Allein die Küstenlinie Alaskas erstreckt sich über etwa 65000 Kilometer - mehr als in allen übrigen US-Staaten zusammen - und ein Ölunfall hätte katastrophale Auswirkungen auf Tierwelt und Fischerei in der Gegend. Die Region ist der wichtiger Lebensraum vieler Spezies, die es sonst nirgendwo in den USA zu finden gibt - wie den Eisbären, verschiedene Robbenarten, den Grönlandwal, zahlreiche Fischarten und Vögel wie die Eiderente und den Gerfalken.

Wie real ist die Gefahr kriegerischer Auseinandersetzungen um die Arktis?

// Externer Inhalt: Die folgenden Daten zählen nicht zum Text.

//! Axum integration for the bookstore order subsystem.
//!
//! This crate holds the HTTP plumbing that is not specific to a route table:
//!
//! - [`AppError`]: maps service errors to status codes and JSON bodies
//! - [`ValidJson`] / [`ValidQuery`]: extractors whose rejections are
//!   [`AppError`]s
//! - [`middleware::request_context_layer`]: correlation ids, request spans
//!   and request metrics
//! - [`handlers::health`]: liveness and readiness checks
//! - [`handlers::websocket`]: the order notification socket
//!
//! # Request Flow
//!
//! 1. **HTTP Request** arrives at an Axum handler
//! 2. **Extract data** from the request (JSON, path, query)
//! 3. **Call** the [`bookstore_runtime::OrderService`]
//! 4. **Map result** to an HTTP response, errors through [`AppError`]

#![forbid(unsafe_code)]
#![warn(missing_docs, clippy::pedantic)]
#![allow(clippy::module_name_repetitions)]

pub mod error;
pub mod extractors;
pub mod handlers;
pub mod middleware;
pub mod state;

// Re-export key types for convenience
pub use error::AppError;
pub use extractors::{CorrelationId, ValidJson, ValidQuery};
pub use middleware::{request_context_layer, CORRELATION_ID_HEADER};
pub use state::AppState;

/// Result type alias for web handlers.
pub type WebResult<T> = Result<T, AppError>;
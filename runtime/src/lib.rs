//! # Bookstore Runtime
//!
//! Runtime side of the bookstore order subsystem.
//!
//! This crate provides:
//!
//! - [`OrderService`]: validation, persistence and notification of orders
//! - [`Notifier`]: the actor that fans order events out to subscribers
//! - [`CachedOrderStore`]: read-through cache in front of any order store
//! - [`retry`]: exponential backoff for transient startup failures
//! - [`metrics`]: Prometheus counters for orders and notifications
//!
//! ## Example
//!
//! ```
//! use bookstore_core::environment::SystemClock;
//! use bookstore_runtime::{Notifier, NotifierConfig, OrderService};
//! use bookstore_testing::{helpers, InMemoryOrderStore};
//! use std::sync::Arc;
//!
//! # async fn example() -> Result<(), Box<dyn std::error::Error>> {
//! let service = OrderService::new(
//!     Arc::new(InMemoryOrderStore::new()),
//!     Notifier::spawn(NotifierConfig::default()),
//!     Arc::new(SystemClock),
//! );
//!
//! let placed = service.place_order(helpers::draft("s1", "c1")).await?;
//! let fetched = service.get_order(placed.value.id).await?;
//! assert_eq!(fetched, placed.value);
//! # Ok(())
//! # }
//! ```

pub mod cache;
pub mod metrics;
pub mod notify;
pub mod retry;
pub mod service;

pub use cache::{CachedOrderStore, OrderCache};
pub use notify::{DeliveryFailure, Notifier, NotifierConfig, PublishError, Subscription, SubscriptionId};
pub use service::{Committed, OrderError, OrderService, PublishStatus};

Niemand behauptet, dass ein Krieg um die Arktis unmittelbar ausbrechen könnte. Doch kommt es in der Arktis mit der Ausbreitung von Industrien auch zu einer verstärkten militärischen Präsenz.

Ein Report hat davor gewarnt, dass eine Zuspitzung des Konflikts die Stabilität der Region bedroht. Dem Report ("Klimawandel und internationale Sicherheit: die Arktis als Gradmesser") zufolge, ist die steigende Anzahl militärischer Einheiten eher auf eine zunehmende Bereitschaft zu Kampfeshandlungen zurückzuführen als auf Sicherung.

Der Report, veröffentlicht von der US-amerikanischen Non-Profit-Organisation "Centre for Climate and Energy Solutions (C2ES)", warnt: "Obwohl das Bemühen um Kooperation offiziell Vorrang hat, haben die meisten arktischen Nationen damit begonnen, ihre militärischen Einsatzmöglichkeiten in der Region neu aufzubauen und zu modernisieren. Die neuen militärischen Programme sind auf Kampfhandlungen ausgerichtet, die bloße polizeiliche Befähigungen übersteigen." Und weiter: "Staaten wie Norwegen und Russland sind dabei, neue Marineeinheiten aufzubauen, die in hochintensiven Konflikten eingesetzt werden können. Zwar könnte diese Befähigung als umsichtig aufgefasst werden. Doch wenn Konkurrenten mit komplexen Waffensystemen eingeschüchtert oder unterdrückt werden können, könnte das Diplomatie und Stabilität in der Region unterminieren."